____ DATASET RECORDS
//! Error types for Ratekeeper.
//!
//! Rejection is never an error: `consume` reports it as `false`. These
//! variants cover misconfiguration and the ambient I/O around it.

use thiserror::Error;

/// Main error type for Ratekeeper operations.
#[derive(Error, Debug)]
pub enum RatekeeperError {
    /// A constructor received a non-positive or non-finite parameter
    #[error("Invalid argument: {0}")]
    InvalidArgument(String),

    /// Configuration-related errors
    #[error("Configuration error: {0}")]
    Config(String),

    /// I/O errors
    #[error("I/O error: {0}")]
    Io(#[from] std::io::Error),
}

/// Result type alias for Ratekeeper operations.
pub type Result<T> = std::result::Result<T, RatekeeperError>;
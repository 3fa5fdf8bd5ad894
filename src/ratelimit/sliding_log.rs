//! Sliding window log: exact sliding window over admitted timestamps.

use std::collections::VecDeque;
use std::time::Duration;

use parking_lot::Mutex;
use tracing::trace;

use super::params::WindowParams;
use super::RateLimiter;
use crate::clock::{Clock, SystemClock};
use crate::error::Result;

/// A rate limiter that remembers the time of every admitted request.
///
/// A request is admitted when fewer than `limit` requests were admitted in
/// the trailing `window`. This is exact, with no boundary bursts, at the cost
/// of storing up to `limit` timestamps.
///
/// Only single-unit requests are supported. Through [`RateLimiter::consume`]
/// any cost above one is rejected.
#[derive(Debug)]
pub struct SlidingWindowLog<C: Clock = SystemClock> {
    params: WindowParams,
    clock: C,
    log: Mutex<VecDeque<Duration>>,
}

fn is_live(entry: Duration, params: &WindowParams, now: Duration) -> bool {
    now.saturating_sub(entry) <= params.window()
}

impl SlidingWindowLog {
    /// Create a limiter admitting `limit` requests per trailing `window`.
    pub fn new(limit: u64, window: Duration) -> Result<Self> {
        Ok(Self::from_params(WindowParams::new(limit, window)?))
    }

    pub fn from_params(params: WindowParams) -> Self {
        Self::with_clock(params, SystemClock)
    }
}

impl<C: Clock> SlidingWindowLog<C> {
    pub fn with_clock(params: WindowParams, clock: C) -> Self {
        Self {
            params,
            clock,
            log: Mutex::new(VecDeque::new()),
        }
    }

    pub fn params(&self) -> WindowParams {
        self.params
    }

    /// Try to admit one request.
    pub fn consume(&self) -> bool {
        let now = self.clock.now();
        let mut log = self.log.lock();

        // Entries are chronological, so expired ones are all at the front.
        while log.front().is_some_and(|&entry| !is_live(entry, &self.params, now)) {
            log.pop_front();
        }

        if (log.len() as u64) < self.params.limit() {
            log.push_back(now);
            true
        } else {
            trace!(
                logged = log.len(),
                limit = self.params.limit(),
                "Sliding window log full"
            );
            false
        }
    }

    /// Requests admitted within the trailing window, without evicting.
    pub fn len(&self) -> usize {
        let now = self.clock.now();
        self.log
            .lock()
            .iter()
            .filter(|&&entry| is_live(entry, &self.params, now))
            .count()
    }

    pub fn is_empty(&self) -> bool {
        self.len() == 0
    }
}

impl<C: Clock> RateLimiter for SlidingWindowLog<C> {
    fn consume(&self, cost: u64) -> bool {
        match cost {
            0 => true,
            1 => Self::consume(self),
            _ => {
                trace!(cost = cost, "Sliding window log only admits unit cost");
                false
            }
        }
    }
}

#[cfg(test)]
mod tests {
    use super::*;
    use crate::clock::ManualClock;

    fn manual_log(limit: u64, window: Duration) -> (SlidingWindowLog<ManualClock>, ManualClock) {
        let clock = ManualClock::new(Duration::from_secs(500));
        let params = WindowParams::new(limit, window).unwrap();
        (SlidingWindowLog::with_clock(params, clock.clone()), clock)
    }

    #[test]
    fn test_admits_limit_then_expires() {
        let (limiter, clock) = manual_log(2, Duration::from_secs(1));

        assert!(limiter.consume());
        assert!(limiter.consume());
        assert!(!limiter.consume());

        clock.advance(Duration::from_millis(1100));
        assert!(limiter.consume());
        assert!(limiter.consume());
        assert!(!limiter.consume());
    }

    #[test]
    fn test_no_burst_at_window_edges() {
        let (limiter, clock) = manual_log(2, Duration::from_secs(10));

        clock.set(Duration::from_millis(509_900));
        assert!(limiter.consume());
        assert!(limiter.consume());

        // A fixed window would have reset at 510s.
        clock.advance(Duration::from_millis(200));
        assert!(!limiter.consume());

        clock.set(Duration::from_millis(519_901));
        assert!(limiter.consume());
    }

    #[test]
    fn test_entries_slide_out_one_by_one() {
        let (limiter, clock) = manual_log(3, Duration::from_secs(3));

        assert!(limiter.consume());
        clock.advance(Duration::from_secs(1));
        assert!(limiter.consume());
        clock.advance(Duration::from_secs(1));
        assert!(limiter.consume());
        assert!(!limiter.consume());

        // Only the oldest entry has left the window.
        clock.advance(Duration::from_millis(1500));
        assert_eq!(limiter.len(), 2);
        assert!(limiter.consume());
        assert!(!limiter.consume());
    }

    #[test]
    fn test_entry_exactly_window_old_still_counts() {
        let (limiter, clock) = manual_log(1, Duration::from_secs(2));
        assert!(limiter.consume());

        clock.advance(Duration::from_secs(2));
        assert!(!limiter.consume());

        clock.advance(Duration::from_nanos(1));
        assert!(limiter.consume());
    }

    #[test]
    fn test_rejections_are_not_logged() {
        let (limiter, clock) = manual_log(2, Duration::from_secs(1));

        assert!(limiter.consume());
        assert!(limiter.consume());
        for _ in 0..10 {
            assert!(!limiter.consume());
        }
        assert_eq!(limiter.len(), 2);

        clock.advance(Duration::from_millis(1001));
        assert!(limiter.is_empty());
    }

    #[test]
    fn test_trait_consume_handles_cost() {
        let (limiter, _clock) = manual_log(3, Duration::from_secs(1));
        let limiter: &dyn RateLimiter = &limiter;

        assert!(!limiter.consume(2));
        assert!(limiter.consume(0));
        assert!(limiter.consume(1));
    }

    #[test]
    fn test_real_clock_sliding() {
        let limiter = SlidingWindowLog::new(2, Duration::from_millis(100)).unwrap();

        assert!(limiter.consume());
        assert!(limiter.consume());
        assert!(!limiter.consume());

        std::thread::sleep(Duration::from_millis(110));
        assert!(limiter.consume());
        assert!(limiter.consume());
    }
}
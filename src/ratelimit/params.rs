//! Validated construction parameters shared by the algorithms.
//!
//! Parameters are checked once here so that building an instance from them
//! (possibly many times, lazily, from a keyed limiter) cannot fail.

use std::time::Duration;

use crate::error::{RatekeeperError, Result};

/// Parameters for the bucket algorithms.
#[derive(Debug, Clone, Copy, PartialEq)]
pub struct BucketParams {
    rate: f64,
    capacity: f64,
}

impl BucketParams {
    /// `rate` is in units per second; `capacity` bounds the bucket contents.
    pub fn new(rate: f64, capacity: f64) -> Result<Self> {
        if !(rate.is_finite() && rate > 0.0) {
            return Err(RatekeeperError::InvalidArgument(format!(
                "rate must be a positive finite number, got {}",
                rate
            )));
        }
        if !(capacity.is_finite() && capacity > 0.0) {
            return Err(RatekeeperError::InvalidArgument(format!(
                "capacity must be a positive finite number, got {}",
                capacity
            )));
        }
        Ok(Self { rate, capacity })
    }

    /// Units per second.
    pub fn rate(&self) -> f64 {
        self.rate
    }

    pub fn capacity(&self) -> f64 {
        self.capacity
    }
}

/// Parameters for the window algorithms.
#[derive(Debug, Clone, Copy, PartialEq, Eq)]
pub struct WindowParams {
    limit: u64,
    window: Duration,
}

impl WindowParams {
    /// At most `limit` units are admitted per `window`.
    pub fn new(limit: u64, window: Duration) -> Result<Self> {
        if limit == 0 {
            return Err(RatekeeperError::InvalidArgument(
                "limit must be greater than 0".to_string(),
            ));
        }
        if window.is_zero() {
            return Err(RatekeeperError::InvalidArgument(
                "window size must be greater than 0".to_string(),
            ));
        }
        Ok(Self { limit, window })
    }

    /// Same as [`WindowParams::new`] with the window given in seconds.
    pub fn from_secs_f64(limit: u64, window_secs: f64) -> Result<Self> {
        let window = Duration::try_from_secs_f64(window_secs).map_err(|_| {
            RatekeeperError::InvalidArgument(format!(
                "window size must be a positive finite number of seconds, got {}",
                window_secs
            ))
        })?;
        Self::new(limit, window)
    }

    pub fn limit(&self) -> u64 {
        self.limit
    }

    pub fn window(&self) -> Duration {
        self.window
    }

    /// Index of the fixed window containing `now`.
    #[inline]
    pub fn epoch_index(&self, now: Duration) -> u64 {
        (now.as_nanos() / self.window.as_nanos()) as u64
    }

    /// Fraction of the current window already elapsed at `now`, in `[0, 1)`.
    #[inline]
    pub fn elapsed_fraction(&self, now: Duration) -> f64 {
        let window = self.window.as_nanos();
        (now.as_nanos() % window) as f64 / window as f64
    }
}
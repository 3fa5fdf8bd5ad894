//! Sliding window counter: two fixed windows blended into an estimate.

use std::time::Duration;

use parking_lot::Mutex;
use tracing::trace;

use super::params::WindowParams;
use super::RateLimiter;
use crate::clock::{Clock, SystemClock};
use crate::error::Result;

/// A rate limiter approximating a sliding window in constant space.
///
/// Counts are kept for the current fixed window and the one before it. The
/// previous count is weighted by how much of it still overlaps the trailing
/// window:
///
/// ```text
/// estimate = prev_count * (1 - elapsed_fraction) + curr_count
/// ```
///
/// and a request is admitted while `estimate < limit`. Only single-unit
/// requests are supported; through [`RateLimiter::consume`] any cost above
/// one is rejected.
#[derive(Debug)]
pub struct SlidingWindowCounter<C: Clock = SystemClock> {
    params: WindowParams,
    clock: C,
    state: Mutex<CounterState>,
}

#[derive(Debug, Clone, Copy)]
struct CounterState {
    prev_window: u64,
    prev_count: u64,
    curr_window: u64,
    curr_count: u64,
}

impl CounterState {
    fn new(epoch: u64) -> Self {
        Self {
            prev_window: epoch.saturating_sub(1),
            prev_count: 0,
            curr_window: epoch,
            curr_count: 0,
        }
    }

    /// Rotate the windows so that `curr_window` is the epoch containing `now`.
    fn settle(&mut self, params: &WindowParams, now: Duration) {
        let epoch = params.epoch_index(now);
        if epoch == self.curr_window {
            return;
        }

        if epoch == self.curr_window + 1 {
            self.prev_window = self.curr_window;
            self.prev_count = self.curr_count;
            self.curr_window = epoch;
            self.curr_count = 0;
        } else {
            // A gap of more than one window (or a clock that stepped back):
            // nothing carries over.
            trace!(
                from = self.curr_window,
                to = epoch,
                "Sliding window counter fully decayed"
            );
            *self = Self::new(epoch);
        }
    }

    fn estimate(&self, params: &WindowParams, now: Duration) -> f64 {
        let weight = params.elapsed_fraction(now);
        self.prev_count as f64 * (1.0 - weight) + self.curr_count as f64
    }
}

impl SlidingWindowCounter {
    /// Create a limiter admitting roughly `limit` requests per trailing `window`.
    pub fn new(limit: u64, window: Duration) -> Result<Self> {
        Ok(Self::from_params(WindowParams::new(limit, window)?))
    }

    pub fn from_params(params: WindowParams) -> Self {
        Self::with_clock(params, SystemClock)
    }
}

impl<C: Clock> SlidingWindowCounter<C> {
    pub fn with_clock(params: WindowParams, clock: C) -> Self {
        let epoch = params.epoch_index(clock.now());
        Self {
            params,
            clock,
            state: Mutex::new(CounterState::new(epoch)),
        }
    }

    pub fn params(&self) -> WindowParams {
        self.params
    }

    /// Try to admit one request.
    pub fn consume(&self) -> bool {
        let now = self.clock.now();
        let mut state = self.state.lock();
        state.settle(&self.params, now);

        let estimate = state.estimate(&self.params, now);
        if estimate < self.params.limit() as f64 {
            state.curr_count += 1;
            true
        } else {
            trace!(
                estimate = estimate,
                limit = self.params.limit(),
                "Sliding window counter estimate at limit"
            );
            false
        }
    }

    /// The weighted request count as of now.
    pub fn estimate(&self) -> f64 {
        let now = self.clock.now();
        let mut state = *self.state.lock();
        state.settle(&self.params, now);
        state.estimate(&self.params, now)
    }
}

impl<C: Clock> RateLimiter for SlidingWindowCounter<C> {
    fn consume(&self, cost: u64) -> bool {
        match cost {
            0 => true,
            1 => Self::consume(self),
            _ => {
                trace!(cost = cost, "Sliding window counter only admits unit cost");
                false
            }
        }
    }
}

#[cfg(test)]
mod tests {
    use super::*;
    use crate::clock::ManualClock;

    /// The clock starts exactly on a window boundary for any whole-second window.
    fn manual_counter(
        limit: u64,
        window: Duration,
    ) -> (SlidingWindowCounter<ManualClock>, ManualClock) {
        let clock = ManualClock::new(Duration::from_secs(1_000));
        let params = WindowParams::new(limit, window).unwrap();
        (SlidingWindowCounter::with_clock(params, clock.clone()), clock)
    }

    #[test]
    fn test_allows_within_limit() {
        let (limiter, _clock) = manual_counter(5, Duration::from_secs(2));

        for _ in 0..5 {
            assert!(limiter.consume());
        }
        assert!(!limiter.consume());
    }

    #[test]
    fn test_resets_after_window_rollover() {
        let (limiter, clock) = manual_counter(3, Duration::from_secs(1));

        assert!(limiter.consume());
        assert!(limiter.consume());
        assert!(limiter.consume());
        assert!(!limiter.consume());

        // 5% into the next window the previous count weighs 2.85.
        clock.advance(Duration::from_millis(1050));
        assert!(limiter.consume());
        assert!(!limiter.consume());
    }

    #[test]
    fn test_gradual_rollover() {
        let (limiter, clock) = manual_counter(4, Duration::from_secs(1));

        assert!(limiter.consume());
        clock.advance(Duration::from_millis(500));
        assert!(limiter.consume());
        clock.advance(Duration::from_millis(500));
        assert!(limiter.consume());
        assert!(limiter.consume());
        assert!(!limiter.consume());
    }

    #[test]
    fn test_previous_window_is_weighted() {
        let (limiter, clock) = manual_counter(10, Duration::from_secs(10));
        for _ in 0..10 {
            assert!(limiter.consume());
        }

        // Halfway through the next window only half the old count remains.
        clock.advance(Duration::from_secs(15));
        assert_eq!(limiter.estimate(), 5.0);

        let admitted = (0..10).filter(|_| limiter.consume()).count();
        assert_eq!(admitted, 5);
        assert_eq!(limiter.estimate(), 10.0);
    }

    #[test]
    fn test_never_admits_at_or_over_estimate() {
        let (limiter, clock) = manual_counter(7, Duration::from_secs(1));

        for _ in 0..200 {
            let before = limiter.estimate();
            let admitted = limiter.consume();
            if before >= 7.0 {
                assert!(!admitted);
            }
            clock.advance(Duration::from_millis(37));
        }
    }

    #[test]
    fn test_skipped_windows_fully_decay() {
        let (limiter, clock) = manual_counter(2, Duration::from_secs(1));
        assert!(limiter.consume());
        assert!(limiter.consume());

        clock.advance(Duration::from_millis(2100));
        assert_eq!(limiter.estimate(), 0.0);
        assert!(limiter.consume());
        assert!(limiter.consume());
        assert!(!limiter.consume());
    }

    #[test]
    fn test_backwards_clock_decays() {
        let (limiter, clock) = manual_counter(1, Duration::from_secs(1));
        assert!(limiter.consume());

        clock.set(Duration::from_secs(900));
        assert!(limiter.consume());
    }

    #[test]
    fn test_estimate_does_not_rotate() {
        let (limiter, clock) = manual_counter(4, Duration::from_secs(1));
        assert!(limiter.consume());
        assert!(limiter.consume());

        clock.advance(Duration::from_millis(1500));
        assert_eq!(limiter.estimate(), 1.0);
        clock.set(Duration::from_millis(1_000_500));
        assert_eq!(limiter.estimate(), 2.0);
    }

    #[test]
    fn test_trait_consume_handles_cost() {
        let (limiter, _clock) = manual_counter(1, Duration::from_secs(1));
        let limiter: &dyn RateLimiter = &limiter;

        assert!(!limiter.consume(5));
        assert!(limiter.consume(1));
        assert!(!limiter.consume(1));
    }
}
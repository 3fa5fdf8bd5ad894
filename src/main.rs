use std::collections::BTreeMap;
use std::path::PathBuf;
use std::sync::Arc;
use std::time::Instant;

use anyhow::{bail, ensure, Context};
use clap::{Args, Parser, Subcommand, ValueEnum};
use rand::Rng;
use serde::Serialize;
use tokio::io::{AsyncBufReadExt, AsyncWriteExt, BufReader};
use tokio::signal;
use tracing::{debug, info};
use tracing_subscriber::EnvFilter;

use ratekeeper::config::{LimiterConfig, LogConfig, RatekeeperConfig};
use ratekeeper::KeyedLimiter;

/// Per-key rate limiting from the command line.
#[derive(Parser, Debug)]
#[command(name = "ratekeeper", version, about)]
struct Cli {
    /// Configuration file (YAML, TOML or JSON)
    #[arg(short, long)]
    config: Option<PathBuf>,

    #[command(flatten)]
    limiter: LimiterArgs,

    /// Emit logs as JSON lines
    #[arg(long)]
    log_json: bool,

    #[command(subcommand)]
    command: Command,
}

/// Limiter settings; these override the configuration file.
#[derive(Args, Debug)]
struct LimiterArgs {
    #[arg(long, value_enum)]
    algorithm: Option<Algorithm>,

    /// Units per second (bucket algorithms)
    #[arg(long)]
    rate: Option<f64>,

    /// Bucket capacity (bucket algorithms)
    #[arg(long)]
    capacity: Option<f64>,

    /// Units per window (window algorithms)
    #[arg(long)]
    limit: Option<u64>,

    /// Window size in seconds (window algorithms)
    #[arg(long)]
    window_secs: Option<f64>,
}

#[derive(ValueEnum, Debug, Clone, Copy)]
enum Algorithm {
    TokenBucket,
    LeakyBucket,
    FixedWindow,
    SlidingWindowLog,
    SlidingWindowCounter,
}

#[derive(Subcommand, Debug)]
enum Command {
    /// Read `key [cost]` lines from stdin and print one decision per line
    Replay {
        /// Print decisions as JSON lines
        #[arg(long)]
        json: bool,
    },
    /// Drive one keyed limiter from several threads and report per-key totals
    Simulate {
        #[arg(long, default_value_t = 4)]
        threads: usize,

        /// Total requests across all threads
        #[arg(long, default_value_t = 10_000)]
        requests: usize,

        /// Number of distinct keys to spread requests over
        #[arg(long, default_value_t = 16)]
        keys: usize,

        /// Print the report as JSON
        #[arg(long)]
        json: bool,
    },
}

impl LimiterArgs {
    /// Merge the command line over `base`.
    fn resolve(&self, base: LimiterConfig) -> anyhow::Result<LimiterConfig> {
        let (base_rate, base_capacity, base_limit, base_window) = match base {
            LimiterConfig::TokenBucket { rate, capacity }
            | LimiterConfig::LeakyBucket { rate, capacity } => {
                (Some(rate), Some(capacity), None, None)
            }
            LimiterConfig::FixedWindow { limit, window_secs }
            | LimiterConfig::SlidingWindowLog { limit, window_secs }
            | LimiterConfig::SlidingWindowCounter { limit, window_secs } => {
                (None, None, Some(limit), Some(window_secs))
            }
        };

        let algorithm = match self.algorithm {
            Some(algorithm) => algorithm,
            None => match base {
                LimiterConfig::TokenBucket { .. } => Algorithm::TokenBucket,
                LimiterConfig::LeakyBucket { .. } => Algorithm::LeakyBucket,
                LimiterConfig::FixedWindow { .. } => Algorithm::FixedWindow,
                LimiterConfig::SlidingWindowLog { .. } => Algorithm::SlidingWindowLog,
                LimiterConfig::SlidingWindowCounter { .. } => Algorithm::SlidingWindowCounter,
            },
        };

        let rate = || self.rate.or(base_rate).context("--rate is required");
        let capacity = || self.capacity.or(base_capacity).context("--capacity is required");
        let limit = || self.limit.or(base_limit).context("--limit is required");
        let window_secs = || {
            self.window_secs
                .or(base_window)
                .context("--window-secs is required")
        };

        Ok(match algorithm {
            Algorithm::TokenBucket => LimiterConfig::TokenBucket {
                rate: rate()?,
                capacity: capacity()?,
            },
            Algorithm::LeakyBucket => LimiterConfig::LeakyBucket {
                rate: rate()?,
                capacity: capacity()?,
            },
            Algorithm::FixedWindow => LimiterConfig::FixedWindow {
                limit: limit()?,
                window_secs: window_secs()?,
            },
            Algorithm::SlidingWindowLog => LimiterConfig::SlidingWindowLog {
                limit: limit()?,
                window_secs: window_secs()?,
            },
            Algorithm::SlidingWindowCounter => LimiterConfig::SlidingWindowCounter {
                limit: limit()?,
                window_secs: window_secs()?,
            },
        })
    }
}

#[tokio::main]
async fn main() -> anyhow::Result<()> {
    let cli = Cli::parse();

    let mut config = match &cli.config {
        Some(path) => RatekeeperConfig::from_file(path)?,
        None => RatekeeperConfig::default(),
    };
    config.limiter = cli.limiter.resolve(config.limiter)?;
    config.log.json |= cli.log_json;

    init_tracing(&config.log);

    info!("Starting Ratekeeper");
    info!("Version: {}", env!("CARGO_PKG_VERSION"));
    info!(
        algorithm = config.limiter.algorithm(),
        config = ?config.limiter,
        "Configuration loaded"
    );

    let limiter: Arc<KeyedLimiter<String>> = Arc::new(KeyedLimiter::from_config(&config.limiter)?);

    match cli.command {
        Command::Replay { json } => replay(limiter, json).await?,
        Command::Simulate {
            threads,
            requests,
            keys,
            json,
        } => {
            let report =
                tokio::task::spawn_blocking(move || simulate(&limiter, threads, requests, keys))
                    .await??;
            print_report(&report, json)?;
        }
    }

    info!("Ratekeeper stopped");
    Ok(())
}

/// Logs go to stderr so that decisions on stdout stay machine-readable.
fn init_tracing(log: &LogConfig) {
    let filter =
        EnvFilter::try_from_default_env().unwrap_or_else(|_| EnvFilter::new(&log.filter));
    let builder = tracing_subscriber::fmt()
        .with_env_filter(filter)
        .with_target(false)
        .with_thread_ids(true)
        .with_writer(std::io::stderr);

    if log.json {
        builder.json().init();
    } else {
        builder.init();
    }
}

#[derive(Debug, PartialEq)]
struct Request {
    key: String,
    cost: u64,
}

/// Parse one `key [cost]` line. Blank lines and `#` comments yield `None`.
fn parse_request(line: &str) -> anyhow::Result<Option<Request>> {
    let line = line.trim();
    if line.is_empty() || line.starts_with('#') {
        return Ok(None);
    }

    let mut fields = line.split_whitespace();
    let key = match fields.next() {
        Some(key) => key.to_string(),
        None => return Ok(None),
    };
    let cost = match fields.next() {
        Some(cost) => cost
            .parse()
            .with_context(|| format!("invalid cost {:?} for key {:?}", cost, key))?,
        None => 1,
    };
    if let Some(extra) = fields.next() {
        bail!("unexpected field {:?} after cost for key {:?}", extra, key);
    }

    Ok(Some(Request { key, cost }))
}

#[derive(Serialize)]
struct Decision<'a> {
    key: &'a str,
    cost: u64,
    admitted: bool,
}

async fn replay(limiter: Arc<KeyedLimiter<String>>, json: bool) -> anyhow::Result<()> {
    let mut lines = BufReader::new(tokio::io::stdin()).lines();
    let mut stdout = tokio::io::stdout();

    let shutdown = shutdown_signal();
    tokio::pin!(shutdown);

    loop {
        let line = tokio::select! {
            line = lines.next_line() => line?,
            _ = &mut shutdown => break,
        };
        let Some(line) = line else {
            break;
        };
        let Some(request) = parse_request(&line)? else {
            continue;
        };

        let admitted = limiter.consume(request.key.as_str(), request.cost);
        let output = if json {
            serde_json::to_string(&Decision {
                key: &request.key,
                cost: request.cost,
                admitted,
            })?
        } else {
            let verdict = if admitted { "admit" } else { "reject" };
            format!("{} {}", request.key, verdict)
        };

        stdout.write_all(output.as_bytes()).await?;
        stdout.write_all(b"\n").await?;
    }

    stdout.flush().await?;
    info!(keys = limiter.len(), "Replay finished");
    Ok(())
}

#[derive(Debug, Default, Clone, Copy, Serialize)]
struct KeyTotals {
    admitted: u64,
    rejected: u64,
}

#[derive(Debug, Serialize)]
struct SimulationReport {
    elapsed_ms: u128,
    keys: BTreeMap<String, KeyTotals>,
}

fn simulate(
    limiter: &KeyedLimiter<String>,
    threads: usize,
    requests: usize,
    keys: usize,
) -> anyhow::Result<SimulationReport> {
    ensure!(threads > 0, "--threads must be at least 1");
    ensure!(keys > 0, "--keys must be at least 1");

    let started = Instant::now();
    let per_thread: Vec<BTreeMap<String, KeyTotals>> = std::thread::scope(|scope| {
        let handles: Vec<_> = (0..threads)
            .map(|worker| {
                let share = requests / threads + usize::from(worker < requests % threads);
                scope.spawn(move || {
                    let mut rng = rand::thread_rng();
                    let mut totals: BTreeMap<String, KeyTotals> = BTreeMap::new();
                    for _ in 0..share {
                        let key = format!("key-{}", rng.gen_range(0..keys));
                        let admitted = limiter.consume(key.as_str(), 1);
                        let entry = totals.entry(key).or_default();
                        if admitted {
                            entry.admitted += 1;
                        } else {
                            entry.rejected += 1;
                        }
                    }
                    debug!(worker = worker, requests = share, "Simulation worker finished");
                    totals
                })
            })
            .collect();

        handles
            .into_iter()
            .map(|handle| handle.join().unwrap_or_default())
            .collect()
    });

    let mut merged: BTreeMap<String, KeyTotals> = BTreeMap::new();
    for totals in per_thread {
        for (key, counts) in totals {
            let entry = merged.entry(key).or_default();
            entry.admitted += counts.admitted;
            entry.rejected += counts.rejected;
        }
    }

    Ok(SimulationReport {
        elapsed_ms: started.elapsed().as_millis(),
        keys: merged,
    })
}

fn print_report(report: &SimulationReport, json: bool) -> anyhow::Result<()> {
    if json {
        println!("{}", serde_json::to_string_pretty(report)?);
        return Ok(());
    }

    let mut admitted = 0;
    let mut rejected = 0;
    for (key, totals) in &report.keys {
        println!(
            "{} admitted={} rejected={}",
            key, totals.admitted, totals.rejected
        );
        admitted += totals.admitted;
        rejected += totals.rejected;
    }
    println!(
        "total admitted={} rejected={} elapsed={}ms",
        admitted, rejected, report.elapsed_ms
    );
    Ok(())
}

/// Wait for a shutdown signal (Ctrl+C or SIGTERM).
async fn shutdown_signal() {
    let ctrl_c = async {
        signal::ctrl_c()
            .await
            .expect("Failed to install Ctrl+C handler");
    };

    #[cfg(unix)]
    let terminate = async {
        signal::unix::signal(signal::unix::SignalKind::terminate())
            .expect("Failed to install SIGTERM handler")
            .recv()
            .await;
    };

    #[cfg(not(unix))]
    let terminate = std::future::pending::<()>();

    tokio::select! {
        _ = ctrl_c => {
            info!("Received Ctrl+C, stopping replay");
        }
        _ = terminate => {
            info!("Received SIGTERM, stopping replay");
        }
    }
}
________
TASK GOAL:
Each line above that contains "Parser" must be copied out.

ANSWER TO THIS TASK:
use clap::{Args, Parser, Subcommand, ValueEnum};
#[derive(Parser, Debug)]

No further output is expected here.